Level 1 — Foundations (unistructural)

  • Objective: Identify variables (independent, dependent) in a simple demonstration.
  • Activities: Teacher demo; students label parts on a worksheet; sort cards: variable vs. control.
  • Evidence: Worksheet showing correct labels; short multiple-choice quiz.
  • Scaffold: vocabulary anchors, physical models.

Level 2 — Building (multistructural)

  • Objective: Design a simple experiment to test one variable with teacher support.
  • Activities: Small group experiment following a checklist; guided data collection.
  • Evidence: Lab notes with recorded measurements; teacher checklist shows steps followed.
  • Scaffold: step-by-step lab sheet, exemplars.

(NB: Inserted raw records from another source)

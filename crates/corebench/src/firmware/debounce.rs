//! Button debounce state machine.
//!
//! The first raw edge opens a settle window; the level sampled when the
//! window closes decides whether a button event happened. Sampling the
//! level at the end, not at the first edge, is what rejects noise that has
//! already relaxed by then.

/// Debouncer state
#[derive(Debug, Clone, Copy, PartialEq, Eq)]
pub enum DebounceState {
    Idle,
    Settling { expiry: u64 },
}

/// What a raw edge did to the debouncer
#[derive(Debug, Clone, Copy, PartialEq, Eq)]
pub enum Edge {
    /// A settle window opened; the edge source must be masked until `expiry`
    Started { expiry: u64 },
    /// Bounce inside an open window
    Ignored,
}

#[derive(Debug, Clone)]
pub struct Debouncer {
    window: u64,
    state: DebounceState,
}

impl Debouncer {
    pub fn new(window: u64) -> Self {
        Self {
            window,
            state: DebounceState::Idle,
        }
    }

    pub fn state(&self) -> DebounceState {
        self.state
    }

    pub fn is_settling(&self) -> bool {
        matches!(self.state, DebounceState::Settling { .. })
    }

    /// Expiry of the open window
    pub fn expiry(&self) -> Option<u64> {
        match self.state {
            DebounceState::Idle => None,
            DebounceState::Settling { expiry } => Some(expiry),
        }
    }

    pub fn on_edge(&mut self, now: u64) -> Edge {
        match self.state {
            DebounceState::Idle => {
                let expiry = now.saturating_add(self.window);
                self.state = DebounceState::Settling { expiry };
                Edge::Started { expiry }
            }
            DebounceState::Settling { .. } => Edge::Ignored,
        }
    }

    /// Closes the window if it has expired at `now`. Returns `true` when it
    /// did, in which case the caller samples the level and unmasks the edge.
    pub fn expire(&mut self, now: u64) -> bool {
        match self.state {
            DebounceState::Settling { expiry } if now >= expiry => {
                self.state = DebounceState::Idle;
                true
            }
            _ => false,
        }
    }
}
//! Time accounting for the simulated hart.
//!
//! The machine has no instruction decoder; firmware code runs natively and
//! only its observable actions (instructions retired, bus accesses, trap
//! entries, sleeps) are charged clock ticks here.

use corebench_hw::specs::timing;

/// Clock ticks per busy-loop instruction
pub const CYCLES_PER_INSTRUCTION: u64 = 4;

/// Clock ticks per MMIO or memory access
pub const MMIO_ACCESS_CYCLES: u64 = 1;

/// Clock ticks from interrupt acceptance to the first handler instruction
pub const TRAP_ENTRY_CYCLES: u64 = 8;

/// Longest `wfi` sleep, in instructions
pub const WFI_QUANTUM: u32 = timing::IRQ_TIMEOUT;

/// How a `wfi` ended
#[derive(Debug, Clone, Copy, PartialEq, Eq)]
pub enum SleepResult {
    /// An enabled interrupt became pending
    Woke,
    /// Nothing arrived within the quantum
    QuantumElapsed,
}

/// Configuration for the scheduler
#[derive(Debug, Clone)]
pub struct SchedulerConfig {
    pub cycles_per_instruction: u64,
    pub mmio_access_cycles: u64,
    pub trap_entry_cycles: u64,
    pub wfi_quantum: u32,
}

impl Default for SchedulerConfig {
    fn default() -> Self {
        Self {
            cycles_per_instruction: CYCLES_PER_INSTRUCTION,
            mmio_access_cycles: MMIO_ACCESS_CYCLES,
            trap_entry_cycles: TRAP_ENTRY_CYCLES,
            wfi_quantum: WFI_QUANTUM,
        }
    }
}

#[derive(Debug)]
pub struct Scheduler {
    config: SchedulerConfig,
    total_cycles: u64,
    idle_cycles: u64,
    traps: u64,
    sleeps: u64,
    empty_sleeps: u64,
}

impl Scheduler {
    pub fn new(config: SchedulerConfig) -> Self {
        Self {
            config,
            total_cycles: 0,
            idle_cycles: 0,
            traps: 0,
            sleeps: 0,
            empty_sleeps: 0,
        }
    }

    pub fn config(&self) -> &SchedulerConfig {
        &self.config
    }

    pub fn charge(&mut self, cycles: u64) {
        self.total_cycles += cycles;
    }

    pub fn charge_idle(&mut self, cycles: u64) {
        self.total_cycles += cycles;
        self.idle_cycles += cycles;
    }

    pub fn record_trap(&mut self) {
        self.traps += 1;
    }

    pub fn record_sleep(&mut self, result: SleepResult) {
        self.sleeps += 1;
        if result == SleepResult::QuantumElapsed {
            self.empty_sleeps += 1;
        }
    }

    pub fn total_cycles(&self) -> u64 {
        self.total_cycles
    }

    pub fn idle_cycles(&self) -> u64 {
        self.idle_cycles
    }

    pub fn traps(&self) -> u64 {
        self.traps
    }

    pub fn sleeps(&self) -> u64 {
        self.sleeps
    }

    pub fn empty_sleeps(&self) -> u64 {
        self.empty_sleeps
    }

    /// Wall-clock time the charged cycles represent on the real core
    pub fn simulated_seconds(&self) -> f64 {
        self.total_cycles as f64 / timing::CORE_HZ as f64
    }
}

#[cfg(test)]
mod tests {
    use super::*;

    #[test]
    fn test_accounting() {
        let mut scheduler = Scheduler::new(SchedulerConfig::default());
        scheduler.charge(10);
        scheduler.charge_idle(40);
        scheduler.record_trap();
        scheduler.record_sleep(SleepResult::Woke);
        scheduler.record_sleep(SleepResult::QuantumElapsed);
        assert_eq!(scheduler.total_cycles(), 50);
        assert_eq!(scheduler.idle_cycles(), 40);
        assert_eq!(scheduler.traps(), 1);
        assert_eq!(scheduler.sleeps(), 2);
        assert_eq!(scheduler.empty_sleeps(), 1);
    }

    #[test]
    fn test_simulated_seconds() {
        let mut scheduler = Scheduler::new(SchedulerConfig::default());
        scheduler.charge(timing::CORE_HZ / 2);
        assert!((scheduler.simulated_seconds() - 0.5).abs() < 1e-9);
    }
}
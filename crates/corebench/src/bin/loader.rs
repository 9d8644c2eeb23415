use std::io;
use std::time::Duration;

use clap::Parser;
use corebench::loader::{Loader, format_word};
use corebench::program::ProgramImage;
use corebench::{LoaderArgs, LoaderCommand, ResultBlock};
use corebench_hw::specs::loader::MAX_WORDS;
use tracing::info;

/// Timeout of a single port read; the loader enforces the per-word deadline.
const PORT_POLL: Duration = Duration::from_millis(10);

fn open(args: &LoaderArgs) -> io::Result<Box<dyn serialport::SerialPort>> {
    serialport::new(&args.port, args.baud)
        .timeout(PORT_POLL)
        .open()
        .map_err(io::Error::from)
}

fn run(args: &LoaderArgs) -> Result<(), Box<dyn std::error::Error>> {
    match &args.command {
        LoaderCommand::Load { file, addr } => {
            let program = ProgramImage::read(file)?;
            program.check_fits(MAX_WORDS.saturating_sub(*addr) as usize)?;
            let mut loader = Loader::new(open(args)?);
            loader.load(*addr, program.words())?;
            println!("loaded {} words at {:#06x}", program.len(), addr);
        }
        LoaderCommand::Read {
            addr,
            count,
            decode,
        } => {
            let mut loader = Loader::new(open(args)?);
            let mut words = Vec::with_capacity(*count as usize);
            loader.read_with(*addr, *count, |addr, word| {
                println!("{}", format_word(addr, word));
                words.push(word);
            })?;
            if *decode {
                match ResultBlock::from_words(&words) {
                    Some(block) => println!("{}", block),
                    None => eprintln!("need 16 words to decode, got {}", words.len()),
                }
            }
        }
        LoaderCommand::Convert {
            input,
            output,
            words,
        } => {
            let mut image = ProgramImage::from_binary(&std::fs::read(input)?)?;
            if let Some(limit) = words {
                image.truncate(*limit);
            }
            std::fs::write(output, image.to_text())?;
            info!("wrote {} words to {}", image.len(), output.display());
        }
    }
    Ok(())
}

fn main() {
    let args = LoaderArgs::parse();

    tracing_subscriber::fmt()
        .with_env_filter(tracing_subscriber::EnvFilter::from_default_env())
        .init();

    if let Err(e) = run(&args) {
        eprintln!("Error: {}", e);
        std::process::exit(1);
    }
}
//! The seam between firmware logic and the hart it runs on.
//!
//! Firmware never does address arithmetic on its own. Registers are reached
//! through the typed accessors in this module (and [`super::deadline`]),
//! which carry the access protocol of each peripheral.

use corebench_hw::mmio::gpio::{self, pins, registers as regs};
use corebench_hw::specs::csr;

/// Machine-mode CSRs used by the firmware
#[derive(Debug, Clone, Copy, PartialEq, Eq)]
pub enum Csr {
    Mstatus,
    Mie,
    Mtvec,
    Mepc,
    Mcause,
    Mip,
}

impl Csr {
    /// CSR number as encoded in `csrr`/`csrw`
    pub fn number(self) -> u16 {
        match self {
            Csr::Mstatus => csr::MSTATUS,
            Csr::Mie => csr::MIE,
            Csr::Mtvec => csr::MTVEC,
            Csr::Mepc => csr::MEPC,
            Csr::Mcause => csr::MCAUSE,
            Csr::Mip => csr::MIP,
        }
    }
}

/// Interrupt sources that have a local enable bit in `mie`
#[derive(Debug, Clone, Copy, PartialEq, Eq)]
pub enum Source {
    External,
    Timer,
}

impl Source {
    pub fn mask(self) -> u32 {
        match self {
            Source::External => csr::MEI,
            Source::Timer => csr::MTI,
        }
    }
}

/// Code run by the hart on a trap, with the hart handed back to it.
pub trait TrapHandler<P: ?Sized> {
    fn on_trap(&mut self, platform: &mut P);
}

/// A single machine-mode hart with its memory-mapped peripherals.
///
/// Interrupts are only ever taken at an instruction boundary, which the
/// firmware reaches through [`Platform::retire`], [`Platform::nop`] and
/// [`Platform::wfi`]. The handler to run is passed in at that point.
pub trait Platform {
    fn csr_read(&mut self, csr: Csr) -> u32;
    fn csr_write(&mut self, csr: Csr, value: u32);

    /// `csrs`
    fn csr_set(&mut self, csr: Csr, mask: u32) {
        let value = self.csr_read(csr);
        self.csr_write(csr, value | mask);
    }

    /// `csrc`
    fn csr_clear(&mut self, csr: Csr, mask: u32) {
        let value = self.csr_read(csr);
        self.csr_write(csr, value & !mask);
    }

    fn read32(&mut self, addr: u32) -> u32;
    fn write32(&mut self, addr: u32, value: u32);

    /// Ends the current instruction; a pending enabled interrupt is taken
    /// before the next one starts.
    fn retire<H: TrapHandler<Self>>(&mut self, handler: &mut H)
    where
        Self: Sized;

    /// One busy-loop iteration.
    fn nop<H: TrapHandler<Self>>(&mut self, handler: &mut H)
    where
        Self: Sized;

    /// Low-power wait until any locally enabled interrupt is pending.
    fn wfi<H: TrapHandler<Self>>(&mut self, handler: &mut H)
    where
        Self: Sized;
}

/// GPIO block accessor
pub struct Gpio<'a, P> {
    platform: &'a mut P,
}

impl<'a, P: Platform> Gpio<'a, P> {
    pub fn new(platform: &'a mut P) -> Self {
        Self { platform }
    }

    fn read(&mut self, offset: u32) -> u32 {
        self.platform.read32(gpio::BASE + offset)
    }

    fn write(&mut self, offset: u32, value: u32) {
        self.platform.write32(gpio::BASE + offset, value);
    }

    /// Current input levels
    pub fn levels(&mut self) -> u32 {
        self.read(regs::DATA_IN)
    }

    pub fn is_pressed(&mut self) -> bool {
        self.levels() & pins::BUTTON != 0
    }

    /// Latched rising edges
    pub fn status(&mut self) -> u32 {
        self.read(regs::IRQ_STATUS)
    }

    /// Clears the latched edges in `mask`
    pub fn acknowledge(&mut self, mask: u32) {
        self.write(regs::IRQ_STATUS, mask);
    }

    pub fn irq_enabled(&mut self) -> u32 {
        self.read(regs::IRQ_ENABLE)
    }

    pub fn enable_irq(&mut self, mask: u32) {
        let enabled = self.irq_enabled();
        self.write(regs::IRQ_ENABLE, enabled | mask);
    }

    pub fn disable_irq(&mut self, mask: u32) {
        let enabled = self.irq_enabled();
        self.write(regs::IRQ_ENABLE, enabled & !mask);
    }

    /// Drives the output pins in `mask` high or low
    pub fn drive(&mut self, mask: u32, high: bool) {
        let out = self.read(regs::DATA_OUT);
        let out = if high { out | mask } else { out & !mask };
        self.write(regs::DATA_OUT, out);
    }

    pub fn set_leds(&mut self, value: u8) {
        let out = self.read(regs::DATA_OUT) & !pins::LED_MASK;
        self.write(regs::DATA_OUT, out | (u32::from(value) << pins::LED_SHIFT));
    }
}
//! Periodic tick generator.

use std::num::NonZeroU64;

/// Absolute-deadline periodic tick.
///
/// The deadline advances by whole periods from where it started, so tick
/// phase does not drift with handler latency. After [`TickGenerator::service`]
/// the deadline is always strictly ahead of the clock it was given.
#[derive(Debug, Clone)]
pub struct TickGenerator {
    period: NonZeroU64,
    deadline: u64,
}

impl TickGenerator {
    /// Unarmed generator
    pub fn new(period: NonZeroU64) -> Self {
        Self {
            period,
            deadline: u64::MAX,
        }
    }

    pub fn deadline(&self) -> u64 {
        self.deadline
    }

    pub fn is_armed(&self) -> bool {
        self.deadline != u64::MAX
    }

    /// First tick one period after `now`
    pub fn start(&mut self, now: u64) {
        self.deadline = now.saturating_add(self.period.get());
    }

    /// First tick at an explicit time
    pub fn arm_at(&mut self, deadline: u64) {
        self.deadline = deadline;
    }

    /// Accounts every tick due at `now` and returns how many there were.
    ///
    /// Periods that elapsed while interrupts were held off are all
    /// counted here in one burst rather than dropped.
    pub fn service(&mut self, now: u64) -> u32 {
        let mut due = 0u32;
        while self.is_armed() && now >= self.deadline {
            self.deadline = self.deadline.saturating_add(self.period.get());
            due = due.saturating_add(1);
        }
        due
    }
}

#[cfg(test)]
mod tests {
    use super::*;

    fn generator(period: u64) -> TickGenerator {
        TickGenerator::new(NonZeroU64::new(period).unwrap())
    }

    #[test]
    fn test_unarmed_never_ticks() {
        let mut tick = generator(100);
        assert_eq!(tick.service(u64::MAX - 1), 0);
        assert!(!tick.is_armed());
    }

    #[test]
    fn test_single_tick() {
        let mut tick = generator(100);
        tick.start(1000);
        assert_eq!(tick.service(1099), 0);
        assert_eq!(tick.service(1100), 1);
        assert_eq!(tick.deadline(), 1200);
    }

    #[test]
    fn test_catch_up_after_long_disable() {
        let mut tick = generator(3000);
        tick.arm_at(10_000);
        // Six and a bit periods late.
        let now = 10_000 + 6 * 3000 + 17;
        assert_eq!(tick.service(now), 7);
        assert!(tick.deadline() > now);
        assert_eq!(tick.deadline(), 10_000 + 7 * 3000);
    }

    #[test]
    fn test_deadline_stays_on_grid() {
        let mut tick = generator(50);
        tick.arm_at(0);
        let mut total = 0;
        for now in [3, 49, 50, 51, 260, 261] {
            total += tick.service(now);
            assert!(tick.deadline() > now);
            assert_eq!(tick.deadline() % 50, 0);
        }
        assert_eq!(total, 6);
    }
}
use corebench::bootloader::Bootloader;
use corebench::firmware::deadline::{MachineTimer, TimerRegisters};
use corebench::loader::{Direction, Header, Loader};
use corebench::memory::{Memory, TargetMemory};
use corebench_hw::memory_map::dmem;
use proptest::prelude::*;

/// Free-running counter that advances by `step` on every register read and
/// remembers every compare value it held.
struct Counter {
    mtime: u64,
    step: u64,
    mtimecmp: u64,
    history: Vec<u64>,
}

impl Counter {
    fn tick(&mut self) -> u64 {
        let value = self.mtime;
        self.mtime = self.mtime.wrapping_add(self.step);
        value
    }
}

impl TimerRegisters for Counter {
    fn mtime_lo(&mut self) -> u32 {
        self.tick() as u32
    }

    fn mtime_hi(&mut self) -> u32 {
        (self.tick() >> 32) as u32
    }

    fn set_mtimecmp_lo(&mut self, value: u32) {
        self.mtimecmp = (self.mtimecmp & !0xFFFF_FFFF) | u64::from(value);
        self.history.push(self.mtimecmp);
    }

    fn set_mtimecmp_hi(&mut self, value: u32) {
        self.mtimecmp = (self.mtimecmp & 0xFFFF_FFFF) | (u64::from(value) << 32);
        self.history.push(self.mtimecmp);
    }
}

/// One array behind both directions of the protocol.
struct FlatMemory(Vec<u32>);

impl TargetMemory for FlatMemory {
    fn load_word(&mut self, addr: u32, word: u32) {
        self.0[addr as usize] = word;
    }

    fn read_word(&self, addr: u32) -> u32 {
        self.0[addr as usize]
    }
}

proptest! {
    #[test]
    fn load_then_read_round_trips(addr in 0u32..1024, words in prop::collection::vec(any::<u32>(), 1..400)) {
        prop_assume!(addr as usize + words.len() <= 1024);
        let mut loader = Loader::new(Bootloader::new(FlatMemory(vec![0; 1024])));
        loader.load(addr, &words).unwrap();
        let read = loader.read(addr, words.len() as u32).unwrap();
        prop_assert_eq!(read, words);
    }

    #[test]
    fn header_fields_survive_encoding(addr in 0u32..0x8000, count in 0u32..0x1_0000, load: bool) {
        let header = if load { Header::load(addr, count) } else { Header::read(addr, count) };
        let decoded = Header::decode(header.encode());
        prop_assert_eq!(decoded, header);
        prop_assert_eq!(decoded.direction == Direction::Load, load);
    }

    #[test]
    fn loaded_words_land_in_imem(addr in 0u32..1024, words in prop::collection::vec(any::<u32>(), 1..300)) {
        prop_assume!(addr as usize + words.len() <= 1024);
        let mut memory = Memory::new();
        Loader::new(Bootloader::new(&mut memory)).load(addr, &words).unwrap();
        let start = addr as usize;
        prop_assert_eq!(&memory.imem()[start..start + words.len()], &words[..]);
    }

    #[test]
    fn read_returns_dmem(addr in 0u32..1024, values in prop::collection::vec(any::<u32>(), 1..64)) {
        prop_assume!(addr as usize + values.len() <= 1024);
        let mut memory = Memory::new();
        for (i, value) in values.iter().enumerate() {
            memory.write(dmem::BASE + (addr + i as u32) * 4, *value);
        }
        let words = Loader::new(Bootloader::new(&mut memory))
            .read(addr, values.len() as u32)
            .unwrap();
        prop_assert_eq!(words, values);
    }

    #[test]
    fn timer_reads_are_monotonic(start in 0u64..(1 << 40), step in 1u64..5000) {
        let mut timer = MachineTimer::new(Counter { mtime: start, step, mtimecmp: u64::MAX, history: Vec::new() });
        let mut last = timer.now();
        for _ in 0..64 {
            let now = timer.now();
            prop_assert!(now >= last);
            last = now;
        }
    }

    #[test]
    fn deadline_update_never_fires_early(now in 0u64..(1 << 62), old in 1u64..(1 << 62), new in 1u64..(1 << 62)) {
        let mut timer = MachineTimer::new(Counter {
            mtime: now,
            step: 0,
            mtimecmp: now + old,
            history: Vec::new(),
        });
        timer.set_deadline(now + new);
        let counter = timer.into_inner();
        prop_assert_eq!(counter.mtimecmp, now + new);
        prop_assert!(counter.history.iter().all(|&cmp| cmp > now));
    }
}
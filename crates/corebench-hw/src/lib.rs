//! Hardware definitions for the corebench target: memory map, peripheral
//! register offsets, CSR numbers, timing constants and result codes.
//!
//! This crate only carries numbers. Behaviour lives in `corebench`.

pub mod memory_map;
pub mod specs;

pub mod mmio {
    pub mod clint;
    pub mod gpio;
}
//! The diagnostics block shared by firmware, bench and host loader.

use std::fmt;

use corebench_hw::memory_map::result as layout;
use corebench_hw::specs::status;

use super::Failure;
use super::shared::SharedState;

/// Status word for a finished run
pub fn status_word(outcome: &Result<(), Failure>) -> u32 {
    match outcome {
        Ok(()) => status::OK_FLAG,
        Err(Failure(code)) => status::ERR_FLAG | u32::from(*code),
    }
}

/// Decoded diagnostics block.
///
/// Packed counters are 16 bits wide on the wire and saturate there.
#[derive(Debug, Clone, Copy, Default, PartialEq, Eq)]
pub struct ResultBlock {
    pub status: u32,
    pub irq_count: u32,
    pub bad_mcause: u16,
    pub nested_irq: u16,
    pub bad_mie_in_handler: u16,
    pub bad_mepc_align: u16,
    pub bad_mepc_range: u16,
    pub delta_samples: u16,
    pub last_mcause: u32,
    pub last_mepc: u32,
    pub delta_min: u32,
    pub delta_max: u32,
    pub external_irqs: u32,
    pub tick_total: u32,
    pub button_total: u32,
    pub last_gpio_status: u16,
    pub last_source: u16,
    pub first_cause: u32,
    pub ignored_edges: u32,
}

fn narrow(value: u32) -> u16 {
    value.min(u32::from(u16::MAX)) as u16
}

fn pack(lo: u16, hi: u16) -> u32 {
    u32::from(lo) | (u32::from(hi) << 16)
}

fn unpack(word: u32) -> (u16, u16) {
    (word as u16, (word >> 16) as u16)
}

impl ResultBlock {
    pub fn capture(status: u32, shared: &SharedState) -> Self {
        let diag = &shared.diag;
        Self {
            status,
            irq_count: diag.irq_count,
            bad_mcause: narrow(diag.bad_mcause),
            nested_irq: narrow(diag.nested_irq),
            bad_mie_in_handler: narrow(diag.bad_mie_in_handler),
            bad_mepc_align: narrow(diag.bad_mepc_align),
            bad_mepc_range: narrow(diag.bad_mepc_range),
            delta_samples: narrow(diag.delta_samples),
            last_mcause: diag.last_mcause,
            last_mepc: diag.last_mepc,
            delta_min: diag.delta_min,
            delta_max: diag.delta_max,
            external_irqs: diag.external_irqs,
            tick_total: diag.tick_total,
            button_total: diag.button_total,
            last_gpio_status: narrow(diag.last_gpio_status),
            last_source: narrow(diag.last_source),
            first_cause: shared.first_cause.captured().unwrap_or(0),
            ignored_edges: diag.ignored_edges,
        }
    }

    pub fn to_words(&self) -> [u32; layout::WORDS] {
        let mut words = [0u32; layout::WORDS];
        words[layout::STATUS] = self.status;
        words[layout::IRQ_COUNT] = self.irq_count;
        words[layout::CAUSE_NESTED] = pack(self.bad_mcause, self.nested_irq);
        words[layout::MIE_ALIGN] = pack(self.bad_mie_in_handler, self.bad_mepc_align);
        words[layout::RANGE_SAMPLES] = pack(self.bad_mepc_range, self.delta_samples);
        words[layout::LAST_MCAUSE] = self.last_mcause;
        words[layout::LAST_MEPC] = self.last_mepc;
        words[layout::DELTA_MIN] = self.delta_min;
        words[layout::DELTA_MAX] = self.delta_max;
        words[layout::EXT_COUNT] = self.external_irqs;
        words[layout::TICK_TOTAL] = self.tick_total;
        words[layout::BUTTON_TOTAL] = self.button_total;
        words[layout::LAST_GPIO] = pack(self.last_gpio_status, self.last_source);
        words[layout::FIRST_CAUSE] = self.first_cause;
        words[layout::IGNORED_EDGES] = self.ignored_edges;
        words
    }

    /// `None` when fewer than a block's worth of words are given
    pub fn from_words(words: &[u32]) -> Option<Self> {
        let words: &[u32; layout::WORDS] = words.get(..layout::WORDS)?.try_into().ok()?;
        let (bad_mcause, nested_irq) = unpack(words[layout::CAUSE_NESTED]);
        let (bad_mie_in_handler, bad_mepc_align) = unpack(words[layout::MIE_ALIGN]);
        let (bad_mepc_range, delta_samples) = unpack(words[layout::RANGE_SAMPLES]);
        let (last_gpio_status, last_source) = unpack(words[layout::LAST_GPIO]);
        Some(Self {
            status: words[layout::STATUS],
            irq_count: words[layout::IRQ_COUNT],
            bad_mcause,
            nested_irq,
            bad_mie_in_handler,
            bad_mepc_align,
            bad_mepc_range,
            delta_samples,
            last_mcause: words[layout::LAST_MCAUSE],
            last_mepc: words[layout::LAST_MEPC],
            delta_min: words[layout::DELTA_MIN],
            delta_max: words[layout::DELTA_MAX],
            external_irqs: words[layout::EXT_COUNT],
            tick_total: words[layout::TICK_TOTAL],
            button_total: words[layout::BUTTON_TOTAL],
            last_gpio_status,
            last_source,
            first_cause: words[layout::FIRST_CAUSE],
            ignored_edges: words[layout::IGNORED_EDGES],
        })
    }

    pub fn passed(&self) -> bool {
        self.status == status::OK_FLAG
    }

    /// Failure code, if the status word carries one
    pub fn failure_code(&self) -> Option<u16> {
        (self.status & 0xFFFF_0000 == status::ERR_FLAG).then_some(self.status as u16)
    }
}

impl fmt::Display for ResultBlock {
    fn fmt(&self, f: &mut fmt::Formatter<'_>) -> fmt::Result {
        match (self.passed(), self.failure_code()) {
            (true, _) => writeln!(f, "status        PASS (0x{:08x})", self.status)?,
            (false, Some(code)) => writeln!(f, "status        FAIL 0x{code:04x}")?,
            (false, None) => writeln!(f, "status        unknown (0x{:08x})", self.status)?,
        }
        writeln!(f, "irq_count     {}", self.irq_count)?;
        writeln!(f, "ext_count     {}", self.external_irqs)?;
        writeln!(f, "bad_mcause    {}", self.bad_mcause)?;
        writeln!(f, "nested_irq    {}", self.nested_irq)?;
        writeln!(f, "bad_mie       {}", self.bad_mie_in_handler)?;
        writeln!(f, "bad_align     {}", self.bad_mepc_align)?;
        writeln!(f, "bad_range     {}", self.bad_mepc_range)?;
        writeln!(f, "last_mcause   0x{:08x}", self.last_mcause)?;
        writeln!(f, "last_mepc     0x{:08x}", self.last_mepc)?;
        if self.delta_samples == 0 {
            writeln!(f, "delta         no samples")?;
        } else {
            writeln!(
                f,
                "delta         min {} max {} ({} samples)",
                self.delta_min, self.delta_max, self.delta_samples
            )?;
        }
        writeln!(f, "ticks         {}", self.tick_total)?;
        writeln!(f, "buttons       {}", self.button_total)?;
        writeln!(f, "ignored_edges {}", self.ignored_edges)?;
        writeln!(
            f,
            "last_gpio     0x{:04x} (pin {})",
            self.last_gpio_status, self.last_source
        )?;
        write!(f, "first_cause   0x{:08x}", self.first_cause)
    }
}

Level 3 — Integrating (relational)

  • Objective: Control confounding variables; analyze simple data and explain relationships.
  • Activities: Groups design, run, and analyze an experiment; class discussion comparing approaches.
  • Evidence: Short lab report with graphs and explanation linking evidence to conclusion.
  • Scaffold: peer review, mini-lessons on graphing and variability.

Level 4 — Extending (extended abstract)

  • Objective: Propose and test a follow-up experiment; generalize findings to a new context.
  • Activities: Independent mini‑project; present to class and defend method and interpretation.
  • Evidence: Portfolio (proposal, data, analysis, reflection) + presentation rubric.
  • Scaffold: feedback cycles, teacher conferencing.

Build time for reflection and revision after levels 2 and 3 so students can move upward.